## EXCERPTED DATA
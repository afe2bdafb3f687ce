//! HTTP surface of the relay.
//!
//! `/chat` (and the legacy `/api/deepseek-chat`) answer GET with a health
//! probe, POST with the chat relay, and OPTIONS with permissive CORS. Every
//! response, including rejections and caught panics, carries a JSON body
//! with an `ok` field.

use axum::{
    Json, Router,
    body::Bytes,
    extract::{DefaultBodyLimit, State, rejection::BytesRejection},
    http::{HeaderValue, Method, StatusCode, header},
    response::{IntoResponse, Response},
    routing::{MethodRouter, get},
};
use serde_json::json;
use std::any::Any;
use std::sync::Arc;
use tokio::net::TcpListener;
use tower_http::catch_panic::CatchPanicLayer;
use tower_http::cors::{Any as AnyOrigin, CorsLayer};
use tower_http::set_header::SetResponseHeaderLayer;
use tower_http::trace::TraceLayer;
use tracing::{error, info};

use crate::error::Result;
use crate::model::{ChatRequest, ChatResponse};
use crate::relay::{ChatRelay, RelayReply, VERSION};

pub const JSON_CONTENT_TYPE: &str = "application/json; charset=utf-8";

/// Path the first site widget posted to; kept as an alias of `/chat`.
pub const LEGACY_CHAT_PATH: &str = "/api/deepseek-chat";

/// Shared state for handlers.
#[derive(Clone)]
pub struct AppState {
    pub relay: Arc<ChatRelay>,
}

/// Build the router with CORS, body limit, panic catching and access logs.
pub fn router(relay: Arc<ChatRelay>, max_body_bytes: usize) -> Router {
    let chat_routes: MethodRouter<AppState> =
        get(health).post(chat).fallback(method_not_allowed);

    Router::new()
        .route("/chat", chat_routes.clone())
        .route(LEGACY_CHAT_PATH, chat_routes)
        .fallback(not_found)
        .with_state(AppState { relay })
        .layer(DefaultBodyLimit::max(max_body_bytes))
        .layer(CatchPanicLayer::custom(panic_response))
        .layer(TraceLayer::new_for_http())
        .layer(cors_layer())
        .layer(SetResponseHeaderLayer::overriding(
            header::CONTENT_TYPE,
            HeaderValue::from_static(JSON_CONTENT_TYPE),
        ))
}

/// Bind `addr` and serve until ctrl-c.
pub async fn serve(addr: &str, app: Router) -> Result<()> {
    let listener = TcpListener::bind(addr).await?;
    info!(addr = %listener.local_addr()?, version = VERSION, "relay listening");
    axum::serve(listener, app)
        .with_graceful_shutdown(async {
            tokio::signal::ctrl_c().await.ok();
            info!("shutting down");
        })
        .await?;
    Ok(())
}

fn cors_layer() -> CorsLayer {
    CorsLayer::new()
        .allow_origin(AnyOrigin)
        .allow_methods([Method::GET, Method::POST, Method::OPTIONS])
        .allow_headers([header::CONTENT_TYPE, header::AUTHORIZATION])
}

async fn health() -> Json<serde_json::Value> {
    Json(json!({ "ok": true, "version": VERSION }))
}

async fn chat(
    State(state): State<AppState>,
    body: std::result::Result<Bytes, BytesRejection>,
) -> Response {
    let bytes = match body {
        Ok(bytes) => bytes,
        Err(rejection) => {
            return envelope(rejection.status(), ChatResponse::failure(rejection.body_text()));
        }
    };
    let reply = match ChatRequest::from_json_bytes(&bytes) {
        Ok(request) => state.relay.answer(request).await,
        Err(e) => RelayReply::from_error(&e),
    };
    reply.into_response()
}

async fn method_not_allowed() -> Response {
    envelope(
        StatusCode::METHOD_NOT_ALLOWED,
        ChatResponse::failure("Method Not Allowed"),
    )
}

async fn not_found() -> Response {
    envelope(StatusCode::NOT_FOUND, ChatResponse::failure("Not Found"))
}

fn envelope(status: StatusCode, body: ChatResponse) -> Response {
    (status, Json(body)).into_response()
}

impl IntoResponse for RelayReply {
    fn into_response(self) -> Response {
        let status = StatusCode::from_u16(self.status).unwrap_or(StatusCode::INTERNAL_SERVER_ERROR);
        envelope(status, self.body)
    }
}

fn panic_response(err: Box<dyn Any + Send + 'static>) -> Response {
    let detail = err
        .downcast_ref::<String>()
        .map(String::as_str)
        .or_else(|| err.downcast_ref::<&str>().copied())
        .unwrap_or("unknown panic");
    error!(panic = detail, "handler panicked");
    envelope(
        StatusCode::INTERNAL_SERVER_ERROR,
        ChatResponse::failure(format!("Internal error: {detail}")),
    )
}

## TASK STATEMENT
If a line of the data contains "String", copy it out.

## ANSWER FOR THIS EXERCISE
        .downcast_ref::<String>()
        .map(String::as_str)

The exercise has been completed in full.